Au demeurant, Mlle Minxit en valait bien une autre; elle n'était trop longue que de vingt lignes; elle n'était ni brune ni blanche, ni blonde ni rousse, ni sotte ni spirituelle. C'était une femme comme sur trente il y en a vingt-cinq, elle savait parler très-pertinemment de mille petites choses insignifiantes, et faisait très-bien les fromages à la crême; c'était bien moins elle que le mariage en général qui répugnait à mon oncle, et si, au premier abord elle lui avait déplu, c'est qu'il l'avait vue sous la forme d'une grosse chaîne.

—Voilà ma propriété, dit M. Minxit; quand tu seras mon gendre, elle sera à nous deux, et, ma foi, quand je n'y serai plus…

—Entendons-nous, fit mon oncle, êtes-vous bien sûr que Mlle Arabelle n'a aucune répugnance à m'épouser?

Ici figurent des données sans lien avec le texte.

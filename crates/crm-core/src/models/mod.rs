//! Domain Models
//!
//! Wire types matching the REST API. All tenant-scoped resources carry an
//! opaque string id; tenant scoping itself is enforced by the server.

mod activity;
mod auth;
mod contact;
mod dashboard;
mod deal;
mod form;
mod website;

pub use activity::*;
pub use auth::*;
pub use contact::*;
pub use dashboard::*;
pub use deal::*;
pub use form::*;
pub use website::*;

use chrono::{DateTime, NaiveDateTime};
use serde::{Deserialize, Deserializer};

/// Anything that lives in a list keyed by id
pub trait Entity: Clone {
    fn id(&self) -> &str;
}

/// Accept ids as either JSON strings or numbers
pub(crate) fn deserialize_id<'de, D>(deserializer: D) -> Result<String, D::Error>
where
    D: Deserializer<'de>,
{
    #[derive(Deserialize)]
    #[serde(untagged)]
    enum RawId {
        Text(String),
        Int(i64),
    }

    Ok(match RawId::deserialize(deserializer)? {
        RawId::Text(s) => s,
        RawId::Int(n) => n.to_string(),
    })
}

fn parse_timestamp(raw: &str) -> Option<NaiveDateTime> {
    if let Ok(dt) = DateTime::parse_from_rfc3339(raw) {
        return Some(dt.naive_utc());
    }
    // Server-side timestamps are naive UTC, with or without fractional seconds
    NaiveDateTime::parse_from_str(raw, "%Y-%m-%dT%H:%M:%S%.f").ok()
}

/// `2024-03-05T10:04:00` -> `2024-03-05`; unparseable input is returned as-is
pub fn display_date(raw: &str) -> String {
    parse_timestamp(raw)
        .map(|dt| dt.format("%Y-%m-%d").to_string())
        .unwrap_or_else(|| raw.to_string())
}

/// `2024-03-05T10:04:00` -> `2024-03-05 10:04`
pub fn display_datetime(raw: &str) -> String {
    parse_timestamp(raw)
        .map(|dt| dt.format("%Y-%m-%d %H:%M").to_string())
        .unwrap_or_else(|| raw.to_string())
}

/// Whole-dollar amount with thousands separators, e.g. `$12,500`
pub fn format_money(value: f64) -> String {
    let rounded = value.round();
    let negative = rounded < 0.0;
    let digits = format!("{:.0}", rounded.abs());
    let mut grouped = String::with_capacity(digits.len() + digits.len() / 3);
    for (i, ch) in digits.chars().enumerate() {
        if i > 0 && (digits.len() - i) % 3 == 0 {
            grouped.push(',');
        }
        grouped.push(ch);
    }
    if negative {
        format!("-${}", grouped)
    } else {
        format!("${}", grouped)
    }
}

#[cfg(test)]
mod tests {
    use super::*;

    #[test]
    fn test_display_date() {
        assert_eq!(display_date("2024-03-05T10:04:00.123456"), "2024-03-05");
        assert_eq!(display_date("2024-03-05T10:04:00Z"), "2024-03-05");
        assert_eq!(display_datetime("2024-03-05T10:04:59"), "2024-03-05 10:04");
        assert_eq!(display_date("yesterday"), "yesterday");
    }

    #[test]
    fn test_format_money() {
        assert_eq!(format_money(0.0), "$0");
        assert_eq!(format_money(999.0), "$999");
        assert_eq!(format_money(1000.0), "$1,000");
        assert_eq!(format_money(1234567.4), "$1,234,567");
        assert_eq!(format_money(-2500.0), "-$2,500");
    }
}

—Et pourquoi en aurait-elle? Tu ne te rends pas justice, Benjamin. N'es-tu pas joli garçon entre tous? n'es-tu pas aimable quand tu le veux et autant que tu le veux? et n'es-tu pas homme d'esprit par-dessus le marché?

—Il y a du vrai dans ce que vous dites, M. Minxit; mais les femmes sont capricieuses, et je me suis laissé dire que Mlle Arabelle avait une inclination pour un gentilhomme de ce pays, un certain de Pont-Cassé.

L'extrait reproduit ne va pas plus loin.